United States Court of Appeals, Ninth Circuit.

Appeal from the United States District Court for the Central District of California, No. CR 86-1111-TJH; Terry J. Hatter, Jr., District Judge, Presiding.

C.D. Cal.

AFFIRMED.

Before CANBY and RYMER, Circuit Judges, and WARE,**  District Judge.

MEMORANDUM*** 

George Scordel appeals his conviction for conspiracy, mail fraud, wire fraud, interstate transportation of stolen property, and subornation of perjury. Scordel argues that the trial court erred in denying his request for substitution of counsel. We affirm.

DISCUSSION

We review the trial court's decision to deny substitution of counsel for an abuse of discretion. United States v. McClendon, 782 F.2d 785, 789 (9th Cir. 1986). The court's decision is evaluated under three factors: (1) the timeliness of the motion to dismiss counsel; (2) the adequacy of the court's inquiry into defendant's complaint; and (3) whether the conflict between defendant and his counsel was so great that it resulted in a total lack of communication preventing an adequate defense. United States v. Garcia, No. 88-1188, Slip Op. at 1046 (9th Cir. Jan. 30 1990); United States v. Mills, 597 F.2d 693, 700 (9th Cir. 1986).

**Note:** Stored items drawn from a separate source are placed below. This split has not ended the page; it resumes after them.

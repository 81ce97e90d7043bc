//! Turn structure and priority.
//!
//! A turn runs start phase, action phase, end phase. Priority exists only
//! within the action phase: outside it, during resolution, during cost
//! payment, and during game-state actions the game is in `NoPriority`.

use crate::game_state::GameState;
use crate::ids::PlayerId;

/// Errors during turn progression.
#[derive(Debug, Clone, PartialEq, Eq)]
pub enum TurnError {
    /// No players left in the game.
    NoPlayersRemaining,
    /// The game has already ended.
    GameEnded,
}

/// The phases of a turn.
#[derive(Debug, Clone, Copy, PartialEq, Eq)]
pub enum Phase {
    Start,
    Action,
    End,
}

/// Who, if anyone, holds priority. Exactly one player holds it at a time,
/// and only within action-phase moments.
#[derive(Debug, Clone, Copy, PartialEq, Eq)]
pub enum PriorityState {
    NoPriority,
    Held(PlayerId),
}

/// Turn-scoped state.
#[derive(Debug, Clone)]
pub struct TurnState {
    pub turn_number: u32,
    pub turn_player: PlayerId,
    pub phase: Phase,
    pub priority: PriorityState,
}

impl TurnState {
    pub fn new(first_player: PlayerId) -> Self {
        Self {
            turn_number: 1,
            turn_player: first_player,
            phase: Phase::Start,
            priority: PriorityState::NoPriority,
        }
    }

    pub fn priority_holder(&self) -> Option<PlayerId> {
        match self.priority {
            PriorityState::Held(player) => Some(player),
            PriorityState::NoPriority => None,
        }
    }
}

/// Result of passing priority.
#[derive(Debug, Clone, Copy, PartialEq, Eq)]
pub enum PassResult {
    /// The other player now holds priority.
    Continue,
    /// All players passed in succession; resolve the top of the stack.
    StackResolves,
    /// All players passed with an empty stack; the phase ends.
    PhaseEnds,
}

/// Tracks consecutive priority passes.
#[derive(Debug, Clone, Default)]
pub struct PassTracker {
    pub consecutive_passes: usize,
    pub players_in_game: usize,
}

impl PassTracker {
    pub fn new(players_in_game: usize) -> Self {
        Self {
            consecutive_passes: 0,
            players_in_game,
        }
    }

    /// Records a pass. Returns true if all players have now passed.
    pub fn record_pass(&mut self) -> bool {
        self.consecutive_passes += 1;
        self.consecutive_passes >= self.players_in_game
    }

    /// Resets the pass counter (called when a player takes an action).
    pub fn reset(&mut self) {
        self.consecutive_passes = 0;
    }
}

/// Returns true if the given player currently holds priority.
pub fn has_priority(game: &GameState, player: PlayerId) -> bool {
    game.turn.priority == PriorityState::Held(player)
}

/// Passes priority for the current holder.
pub fn pass_priority(game: &mut GameState, tracker: &mut PassTracker) -> PassResult {
    if tracker.record_pass() {
        if game.stack.is_empty() {
            PassResult::PhaseEnds
        } else {
            PassResult::StackResolves
        }
    } else {
        if let Some(holder) = game.turn.priority_holder() {
            let next = game.opponent(holder);
            game.turn.priority = PriorityState::Held(next);
        }
        PassResult::Continue
    }
}

/// Grants priority to the turn-holder (the priority-eligible default) and
/// resets the pass count.
pub fn reset_priority(game: &mut GameState, tracker: &mut PassTracker) {
    tracker.reset();
    game.turn.priority = PriorityState::Held(game.turn.turn_player);
}

/// Drops into the no-priority state (resolution, cost payment,
/// game-state actions, non-action phases).
pub fn suspend_priority(game: &mut GameState) {
    game.turn.priority = PriorityState::NoPriority;
}

/// Executes the start phase: no priority is granted here.
pub fn execute_start_phase(game: &mut GameState) {
    game.turn.phase = Phase::Start;
    game.turn.priority = PriorityState::NoPriority;
}

/// Enters the action phase: the turn-holder gets their action points.
pub fn begin_action_phase(game: &mut GameState) {
    game.turn.phase = Phase::Action;
    let turn_player = game.turn.turn_player;
    let points = game.config.action_points;
    game.ledger.grant_action_points(turn_player, points);
}

/// Executes the end phase: phase-scoped points clear, end-of-turn
/// directives expire, pitched cards recycle to the deck bottom in pitch
/// order, and the turn-holder draws back up to intellect.
pub fn execute_end_phase(game: &mut GameState) {
    game.turn.phase = Phase::End;
    game.turn.priority = PriorityState::NoPriority;

    let turn_player = game.turn.turn_player;
    game.ledger.clear_action_points(turn_player);
    game.ledger.clear_pools(turn_player);
    game.precedence.expire_end_of_turn();

    // Pitch recycling: bottom of deck, preserving pitch order.
    let pitched = game
        .player_mut(turn_player)
        .map(|p| p.take_pitch())
        .unwrap_or_default();
    for (position, card) in pitched.into_iter().enumerate() {
        if let Some(obj) = game.object_mut(card) {
            obj.zone = crate::zone::Zone::Deck;
        }
        if let Some(player) = game.player_mut(turn_player) {
            player.deck.insert(position, card);
        }
    }

    // Draw up to intellect.
    let intellect = game
        .hero_of(turn_player)
        .and_then(|hero| hero.intellect())
        .unwrap_or(0) as usize;
    while game
        .player(turn_player)
        .map(|p| p.hand.len() < intellect)
        .unwrap_or(false)
    {
        if game.draw_one(turn_player).is_none() {
            break;
        }
    }
}

/// Advances to the next turn.
pub fn begin_next_turn(game: &mut GameState) -> Result<(), TurnError> {
    if game.players_in_game() == 0 {
        return Err(TurnError::NoPlayersRemaining);
    }
    if game.outcome.is_some() {
        return Err(TurnError::GameEnded);
    }
    let next_player = game.opponent(game.turn.turn_player);
    game.turn.turn_number += 1;
    game.turn.turn_player = next_player;
    game.turn.phase = Phase::Start;
    game.turn.priority = PriorityState::NoPriority;
    Ok(())
}

#[cfg(test)]
mod tests {
    use super::*;
    use crate::card::CardBuilder;
    use crate::ids::CardId;
    use crate::types::CardType;
    use crate::zone::Zone;

    fn test_game() -> GameState {
        GameState::new(vec!["Alice".to_string(), "Bob".to_string()], 20)
    }

    #[test]
    fn test_pass_priority_empty_stack() {
        let mut game = test_game();
        let mut tracker = PassTracker::new(2);
        reset_priority(&mut game, &mut tracker);

        assert_eq!(pass_priority(&mut game, &mut tracker), PassResult::Continue);
        assert_eq!(
            game.turn.priority_holder(),
            Some(PlayerId::from_index(1)),
            "priority passes clockwise"
        );
        assert_eq!(
            pass_priority(&mut game, &mut tracker),
            PassResult::PhaseEnds
        );
    }

    #[test]
    fn test_pass_priority_with_stack() {
        let mut game = test_game();
        let mut tracker = PassTracker::new(2);
        reset_priority(&mut game, &mut tracker);

        let hero_id = game.hero_of(PlayerId::from_index(0)).unwrap().id;
        let hero = game.object(hero_id).unwrap().clone();
        game.stack.push(crate::stack::Layer::activated_layer(
            &hero,
            PlayerId::from_index(0),
            vec![],
            vec![],
        ));

        pass_priority(&mut game, &mut tracker);
        assert_eq!(
            pass_priority(&mut game, &mut tracker),
            PassResult::StackResolves
        );
    }

    #[test]
    fn test_action_phase_grants_action_points() {
        let mut game = test_game();
        begin_action_phase(&mut game);
        let turn_player = game.turn.turn_player;
        assert_eq!(game.ledger.pool(turn_player).action, 1);
    }

    #[test]
    fn test_end_phase_recycles_pitch_and_draws() {
        let mut game = test_game();
        let p0 = game.turn.turn_player;

        for i in 0..6u32 {
            let def = CardBuilder::new(CardId::from_raw(50 + i), &format!("Card {i}"))
                .card_types(vec![CardType::Action])
                .pitch(1)
                .build();
            game.create_object_from_definition(&def, p0, Zone::Deck);
        }
        // Two cards sit in the pitch zone.
        let pitched_a = game.player_mut(p0).unwrap().deck.pop().unwrap();
        let pitched_b = game.player_mut(p0).unwrap().deck.pop().unwrap();
        game.object_mut(pitched_a).unwrap().zone = Zone::Pitch;
        game.object_mut(pitched_b).unwrap().zone = Zone::Pitch;
        game.player_mut(p0).unwrap().pitch = vec![pitched_a, pitched_b];

        execute_end_phase(&mut game);

        let player = game.player(p0).unwrap();
        // Pitched cards went to the deck bottom in pitch order.
        assert_eq!(player.deck[0], pitched_a);
        assert_eq!(player.deck[1], pitched_b);
        assert!(player.pitch.is_empty());
        // Drew up to intellect (4).
        assert_eq!(player.hand.len(), 4);
    }

    #[test]
    fn test_next_turn_swaps_turn_player(){
        let mut game = test_game();
        let first = game.turn.turn_player;
        begin_next_turn(&mut game).unwrap();
        assert_eq!(game.turn.turn_player, game.opponent(first));
        assert_eq!(game.turn.turn_number, 2);
        assert_eq!(game.turn.phase, Phase::Start);
    }

    #[test]
    fn test_no_priority_outside_action_phase() {
        let mut game = test_game();
        execute_start_phase(&mut game);
        assert_eq!(game.turn.priority, PriorityState::NoPriority);
        execute_end_phase(&mut game);
        assert_eq!(game.turn.priority, PriorityState::NoPriority);
    }
}
//! Last-known-information snapshots.
//!
//! When an object ceases to exist, the engine captures an immutable
//! snapshot of its full state. The snapshot exists only to satisfy rules
//! and effects that still reference that specific object; it is never a
//! valid target and is never mutated after capture.

use std::collections::HashSet;

use crate::counter::CounterKind;
use crate::ids::{CardId, ObjectId, PlayerId};
use crate::object::{Object, ObjectKind};
use crate::property::PropertyKind;
use crate::types::{CardType, Class, Keyword, Subtype, Talent};
use crate::zone::Zone;

/// An immutable snapshot of an object's full state at the instant it
/// ceased to exist.
#[derive(Debug, Clone)]
pub struct ObjectSnapshot {
    pub object_id: ObjectId,
    pub kind: ObjectKind,
    pub card: Option<CardId>,

    pub name: String,
    pub card_types: Vec<CardType>,
    pub subtypes: Vec<Subtype>,
    pub class: Class,
    pub talent: Option<Talent>,
    pub keywords: HashSet<Keyword>,

    pub owner: Option<PlayerId>,
    pub controller: Option<PlayerId>,
    pub zone: Zone,

    /// Base values of the numeric properties the object had.
    pub base_values: Vec<(PropertyKind, u32)>,
    /// Modified values of the numeric properties the object had.
    pub values: Vec<(PropertyKind, u32)>,
    pub counters: Vec<(CounterKind, u32)>,
}

impl ObjectSnapshot {
    /// Capture an object's state at this moment.
    pub fn capture(obj: &Object) -> Self {
        let mut base_values = Vec::new();
        let mut values = Vec::new();
        for kind in PropertyKind::NUMERIC {
            if obj.has_property(kind) {
                if let Some(base) = obj.base_value(kind) {
                    base_values.push((kind, base));
                }
                if let Some(value) = obj.value(kind) {
                    values.push((kind, value));
                }
            }
        }

        Self {
            object_id: obj.id,
            kind: obj.kind,
            card: obj.card,
            name: obj.name.clone(),
            card_types: obj.card_types.clone(),
            subtypes: obj.subtypes.clone(),
            class: obj.class,
            talent: obj.talent,
            keywords: obj.keywords.clone(),
            owner: obj.owner,
            controller: obj.controller,
            zone: obj.zone,
            base_values,
            values,
            counters: obj.counters.snapshot(),
        }
    }

    /// The modified value a numeric property had at capture.
    pub fn value(&self, kind: PropertyKind) -> Option<u32> {
        self.values
            .iter()
            .find(|(k, _)| *k == kind)
            .map(|(_, v)| *v)
    }

    /// The base value a numeric property had at capture.
    pub fn base_value(&self, kind: PropertyKind) -> Option<u32> {
        self.base_values
            .iter()
            .find(|(k, _)| *k == kind)
            .map(|(_, v)| *v)
    }

    pub fn power(&self) -> Option<u32> {
        self.value(PropertyKind::Power)
    }

    pub fn counter_count(&self, kind: &CounterKind) -> u32 {
        self.counters
            .iter()
            .find(|(k, _)| k == kind)
            .map(|(_, count)| *count)
            .unwrap_or(0)
    }

    pub fn has_card_type(&self, card_type: CardType) -> bool {
        self.card_types.contains(&card_type)
    }

    pub fn has_keyword(&self, keyword: Keyword) -> bool {
        self.keywords.contains(&keyword)
    }
}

Applying these factors, we conclude that the district court did not abuse its discretion in denying Scordel's request. First, Scordel's motion for substitution was not timely. Scordel moved for a continuance and substitution of counsel six days before the scheduled trial date. The district court has broad discretion to deny a motion for substitution if the substitution would require a continuance. See, e.g., McClendon, 782 F.2d at 789; United States v. Garcia, Slip Op. at 1046. A continuance would have been required given the quantity and complexity of the discovery materials involved, the anticipated length of the trial and the numerous witnesses. The government estimated that the trial of Scordel and his two codefendants would last eight weeks and involve approximately forty witnesses.1 

Second, the court adequately inquired into Scordel's complaint with his attorney. In his letter dated December 30, Scordel basically identified three complaints: counsel did not visit with him to discuss the case; counsel was relying only on material supplied by the government to prepare the case; and counsel had failed to think of witnesses to call for the defense. Before trial commenced, the court questioned Mr. Treman regarding his preparation for trial. Mr. Treman advised the court that he was prepared to proceed. The court noted that the numerous volumes of documents and exhibits which Mr. Treman had prepared for trial indicated a good amount of preparation.

On the fourth day of trial, after Mr. Treman informed the court that Scordel was refusing to cooperate with him, the court again inquired into Scordel's complaints. The court determined that Scordel objected to Mr. Treman's cross-examination of government witnesses because he believed Mr. Treman was not asking the right questions. To ease Scordel's concerns, the court arranged for Scordel to have additional access to his attorney before and after trial, and additional access to documents and exhibits. The court urged Scordel to work out his differences with Mr. Treman.

Before the trial concluded, the court conducted four additional inquiries. At the last inquiry, immediately prior to sentencing, the court concluded that Scordel would never be satisfied with any appointed counsel.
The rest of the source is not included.